**What needs to be done**
Write out exactly the lines below that run from the one containing "the visible surface." through the one containing "s pulse cycle.", both included, with no other lines.

-- Opening Marker --

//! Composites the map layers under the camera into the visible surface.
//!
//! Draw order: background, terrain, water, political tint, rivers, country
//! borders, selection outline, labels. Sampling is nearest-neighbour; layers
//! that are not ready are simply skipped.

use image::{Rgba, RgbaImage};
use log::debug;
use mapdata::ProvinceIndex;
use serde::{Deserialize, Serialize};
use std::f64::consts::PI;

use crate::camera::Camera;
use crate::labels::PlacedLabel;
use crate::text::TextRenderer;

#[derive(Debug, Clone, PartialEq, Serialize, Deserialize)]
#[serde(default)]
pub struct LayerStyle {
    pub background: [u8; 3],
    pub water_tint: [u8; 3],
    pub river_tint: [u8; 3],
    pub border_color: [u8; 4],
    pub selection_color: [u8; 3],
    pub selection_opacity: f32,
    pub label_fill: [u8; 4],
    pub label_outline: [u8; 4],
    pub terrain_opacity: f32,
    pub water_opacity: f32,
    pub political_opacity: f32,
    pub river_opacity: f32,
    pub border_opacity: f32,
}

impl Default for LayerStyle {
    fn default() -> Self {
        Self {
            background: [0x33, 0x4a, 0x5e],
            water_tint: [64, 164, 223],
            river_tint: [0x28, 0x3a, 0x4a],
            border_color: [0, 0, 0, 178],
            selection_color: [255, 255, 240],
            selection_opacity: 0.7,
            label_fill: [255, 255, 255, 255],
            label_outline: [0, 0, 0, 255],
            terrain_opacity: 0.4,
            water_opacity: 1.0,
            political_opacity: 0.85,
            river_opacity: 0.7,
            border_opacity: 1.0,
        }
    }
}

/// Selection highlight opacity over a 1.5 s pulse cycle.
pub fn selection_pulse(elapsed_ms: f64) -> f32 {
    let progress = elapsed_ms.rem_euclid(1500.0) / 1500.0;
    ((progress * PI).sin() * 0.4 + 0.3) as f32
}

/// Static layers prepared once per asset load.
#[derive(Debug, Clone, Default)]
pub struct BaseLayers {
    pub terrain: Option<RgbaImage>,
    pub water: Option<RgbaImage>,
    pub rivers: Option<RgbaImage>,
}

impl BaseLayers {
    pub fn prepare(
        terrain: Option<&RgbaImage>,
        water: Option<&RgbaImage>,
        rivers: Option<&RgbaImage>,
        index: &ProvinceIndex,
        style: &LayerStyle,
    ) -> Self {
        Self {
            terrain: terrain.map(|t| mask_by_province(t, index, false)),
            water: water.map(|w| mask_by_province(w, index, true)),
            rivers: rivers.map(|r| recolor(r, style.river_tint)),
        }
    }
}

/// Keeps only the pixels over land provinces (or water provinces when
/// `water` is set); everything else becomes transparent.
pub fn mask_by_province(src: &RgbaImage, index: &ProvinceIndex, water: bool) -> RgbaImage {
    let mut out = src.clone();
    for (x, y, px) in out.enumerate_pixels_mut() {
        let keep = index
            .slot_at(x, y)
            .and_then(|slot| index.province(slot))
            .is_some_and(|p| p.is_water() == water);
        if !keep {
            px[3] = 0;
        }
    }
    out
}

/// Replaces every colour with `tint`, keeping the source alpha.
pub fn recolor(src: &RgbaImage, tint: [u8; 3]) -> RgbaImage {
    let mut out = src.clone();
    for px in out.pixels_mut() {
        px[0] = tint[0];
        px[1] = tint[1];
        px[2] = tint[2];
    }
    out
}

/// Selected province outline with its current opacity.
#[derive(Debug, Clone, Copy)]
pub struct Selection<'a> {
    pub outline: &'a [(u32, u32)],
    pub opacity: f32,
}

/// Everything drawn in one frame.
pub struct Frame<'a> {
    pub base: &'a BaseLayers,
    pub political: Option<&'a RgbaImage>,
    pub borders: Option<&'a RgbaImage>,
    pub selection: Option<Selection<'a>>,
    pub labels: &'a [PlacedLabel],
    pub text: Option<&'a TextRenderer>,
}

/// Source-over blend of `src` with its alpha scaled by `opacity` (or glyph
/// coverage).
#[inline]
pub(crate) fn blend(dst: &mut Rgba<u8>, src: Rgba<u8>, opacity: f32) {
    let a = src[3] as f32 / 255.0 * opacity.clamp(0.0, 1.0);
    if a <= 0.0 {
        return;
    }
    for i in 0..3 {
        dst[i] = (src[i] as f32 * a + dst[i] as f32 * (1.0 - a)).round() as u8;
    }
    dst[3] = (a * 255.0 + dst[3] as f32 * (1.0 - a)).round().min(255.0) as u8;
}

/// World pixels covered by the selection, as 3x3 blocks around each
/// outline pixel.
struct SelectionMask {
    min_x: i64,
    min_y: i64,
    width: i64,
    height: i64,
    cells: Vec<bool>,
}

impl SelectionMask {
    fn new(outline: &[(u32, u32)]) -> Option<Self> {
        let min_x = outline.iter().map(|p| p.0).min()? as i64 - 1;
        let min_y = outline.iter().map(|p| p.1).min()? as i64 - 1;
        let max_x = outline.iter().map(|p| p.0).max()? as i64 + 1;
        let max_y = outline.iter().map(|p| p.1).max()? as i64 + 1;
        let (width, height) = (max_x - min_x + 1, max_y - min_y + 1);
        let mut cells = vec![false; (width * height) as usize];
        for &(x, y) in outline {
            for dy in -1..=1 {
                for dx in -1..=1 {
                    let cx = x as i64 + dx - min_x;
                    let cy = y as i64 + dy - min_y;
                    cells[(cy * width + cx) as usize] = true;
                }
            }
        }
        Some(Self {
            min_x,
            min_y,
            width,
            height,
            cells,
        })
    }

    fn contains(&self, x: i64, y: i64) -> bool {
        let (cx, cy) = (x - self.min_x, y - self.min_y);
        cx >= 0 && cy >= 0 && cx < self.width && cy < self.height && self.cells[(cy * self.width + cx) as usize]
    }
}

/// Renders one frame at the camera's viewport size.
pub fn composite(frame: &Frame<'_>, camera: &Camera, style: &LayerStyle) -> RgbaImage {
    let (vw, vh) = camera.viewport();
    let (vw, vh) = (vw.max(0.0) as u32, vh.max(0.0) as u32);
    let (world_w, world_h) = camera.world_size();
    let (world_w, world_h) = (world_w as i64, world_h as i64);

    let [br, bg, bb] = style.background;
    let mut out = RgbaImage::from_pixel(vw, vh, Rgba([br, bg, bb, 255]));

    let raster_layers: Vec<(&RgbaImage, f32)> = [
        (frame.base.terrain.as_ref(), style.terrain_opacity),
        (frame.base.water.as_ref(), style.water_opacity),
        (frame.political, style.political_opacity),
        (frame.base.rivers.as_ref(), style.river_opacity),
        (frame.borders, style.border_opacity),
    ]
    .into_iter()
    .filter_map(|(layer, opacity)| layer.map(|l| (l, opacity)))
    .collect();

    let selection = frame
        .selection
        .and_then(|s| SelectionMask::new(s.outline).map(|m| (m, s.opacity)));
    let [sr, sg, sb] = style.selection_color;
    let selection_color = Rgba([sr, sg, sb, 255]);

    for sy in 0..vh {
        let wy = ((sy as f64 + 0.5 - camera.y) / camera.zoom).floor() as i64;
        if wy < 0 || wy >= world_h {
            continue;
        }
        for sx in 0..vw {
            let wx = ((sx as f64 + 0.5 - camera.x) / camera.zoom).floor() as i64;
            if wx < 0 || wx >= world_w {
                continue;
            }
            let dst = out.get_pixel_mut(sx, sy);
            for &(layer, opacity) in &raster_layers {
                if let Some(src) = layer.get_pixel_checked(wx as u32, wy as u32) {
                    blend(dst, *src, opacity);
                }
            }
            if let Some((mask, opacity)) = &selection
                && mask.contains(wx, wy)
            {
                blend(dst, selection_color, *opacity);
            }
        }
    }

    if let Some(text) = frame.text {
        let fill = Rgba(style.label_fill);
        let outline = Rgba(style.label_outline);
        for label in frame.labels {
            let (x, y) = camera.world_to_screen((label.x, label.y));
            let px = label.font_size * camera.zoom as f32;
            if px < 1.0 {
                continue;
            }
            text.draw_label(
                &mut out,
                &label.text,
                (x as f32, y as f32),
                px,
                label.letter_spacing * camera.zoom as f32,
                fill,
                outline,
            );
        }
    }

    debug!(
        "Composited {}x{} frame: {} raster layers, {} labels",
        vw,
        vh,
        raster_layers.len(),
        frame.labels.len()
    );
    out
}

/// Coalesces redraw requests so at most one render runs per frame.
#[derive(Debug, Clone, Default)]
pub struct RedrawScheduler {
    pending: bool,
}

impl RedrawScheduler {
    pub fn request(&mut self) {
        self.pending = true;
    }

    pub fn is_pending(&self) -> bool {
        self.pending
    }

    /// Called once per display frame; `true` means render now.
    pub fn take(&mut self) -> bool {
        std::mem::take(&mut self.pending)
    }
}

-- Closing Marker --
-- Opening Marker --

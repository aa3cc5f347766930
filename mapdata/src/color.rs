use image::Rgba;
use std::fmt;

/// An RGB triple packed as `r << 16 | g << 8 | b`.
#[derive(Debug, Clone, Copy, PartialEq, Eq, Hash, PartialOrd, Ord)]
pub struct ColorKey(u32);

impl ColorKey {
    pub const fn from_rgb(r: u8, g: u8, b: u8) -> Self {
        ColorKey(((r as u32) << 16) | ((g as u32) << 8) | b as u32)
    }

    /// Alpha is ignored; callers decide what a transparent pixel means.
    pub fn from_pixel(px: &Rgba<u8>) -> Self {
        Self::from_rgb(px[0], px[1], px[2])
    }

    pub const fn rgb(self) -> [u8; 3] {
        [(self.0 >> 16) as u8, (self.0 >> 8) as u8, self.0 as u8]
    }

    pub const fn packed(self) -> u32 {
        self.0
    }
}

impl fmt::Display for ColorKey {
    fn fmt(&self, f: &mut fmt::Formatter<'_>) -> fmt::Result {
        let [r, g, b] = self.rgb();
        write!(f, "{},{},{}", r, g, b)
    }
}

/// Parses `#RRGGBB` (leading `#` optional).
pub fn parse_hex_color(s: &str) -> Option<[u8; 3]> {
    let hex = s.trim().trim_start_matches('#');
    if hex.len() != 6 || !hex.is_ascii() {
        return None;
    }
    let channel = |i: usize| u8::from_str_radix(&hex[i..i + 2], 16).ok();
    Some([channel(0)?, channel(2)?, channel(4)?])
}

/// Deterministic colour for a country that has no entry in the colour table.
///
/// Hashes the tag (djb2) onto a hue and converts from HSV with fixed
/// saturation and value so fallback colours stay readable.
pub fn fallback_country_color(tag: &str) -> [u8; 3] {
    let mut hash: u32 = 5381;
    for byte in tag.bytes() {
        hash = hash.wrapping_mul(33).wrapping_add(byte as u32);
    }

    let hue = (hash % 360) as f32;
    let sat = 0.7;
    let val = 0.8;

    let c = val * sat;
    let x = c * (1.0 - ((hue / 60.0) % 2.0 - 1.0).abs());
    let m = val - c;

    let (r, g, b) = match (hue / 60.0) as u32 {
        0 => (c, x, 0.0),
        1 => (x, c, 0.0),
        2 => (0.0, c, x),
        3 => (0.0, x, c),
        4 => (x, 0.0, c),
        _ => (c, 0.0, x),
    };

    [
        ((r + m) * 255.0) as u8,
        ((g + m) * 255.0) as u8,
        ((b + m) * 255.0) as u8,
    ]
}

-- Closing Marker --

**Written solution**
//! Composites the map layers under the camera into the visible surface.
//!
//! Draw order: background, terrain, water, political tint, rivers, country
//! borders, selection outline, labels. Sampling is nearest-neighbour; layers
//! that are not ready are simply skipped.

use image::{Rgba, RgbaImage};
use log::debug;
use mapdata::ProvinceIndex;
use serde::{Deserialize, Serialize};
use std::f64::consts::PI;

use crate::camera::Camera;
use crate::labels::PlacedLabel;
use crate::text::TextRenderer;

#[derive(Debug, Clone, PartialEq, Serialize, Deserialize)]
#[serde(default)]
pub struct LayerStyle {
    pub background: [u8; 3],
    pub water_tint: [u8; 3],
    pub river_tint: [u8; 3],
    pub border_color: [u8; 4],
    pub selection_color: [u8; 3],
    pub selection_opacity: f32,
    pub label_fill: [u8; 4],
    pub label_outline: [u8; 4],
    pub terrain_opacity: f32,
    pub water_opacity: f32,
    pub political_opacity: f32,
    pub river_opacity: f32,
    pub border_opacity: f32,
}

impl Default for LayerStyle {
    fn default() -> Self {
        Self {
            background: [0x33, 0x4a, 0x5e],
            water_tint: [64, 164, 223],
            river_tint: [0x28, 0x3a, 0x4a],
            border_color: [0, 0, 0, 178],
            selection_color: [255, 255, 240],
            selection_opacity: 0.7,
            label_fill: [255, 255, 255, 255],
            label_outline: [0, 0, 0, 255],
            terrain_opacity: 0.4,
            water_opacity: 1.0,
            political_opacity: 0.85,
            river_opacity: 0.7,
            border_opacity: 1.0,
        }
    }
}

/// Selection highlight opacity over a 1.5 s pulse cycle.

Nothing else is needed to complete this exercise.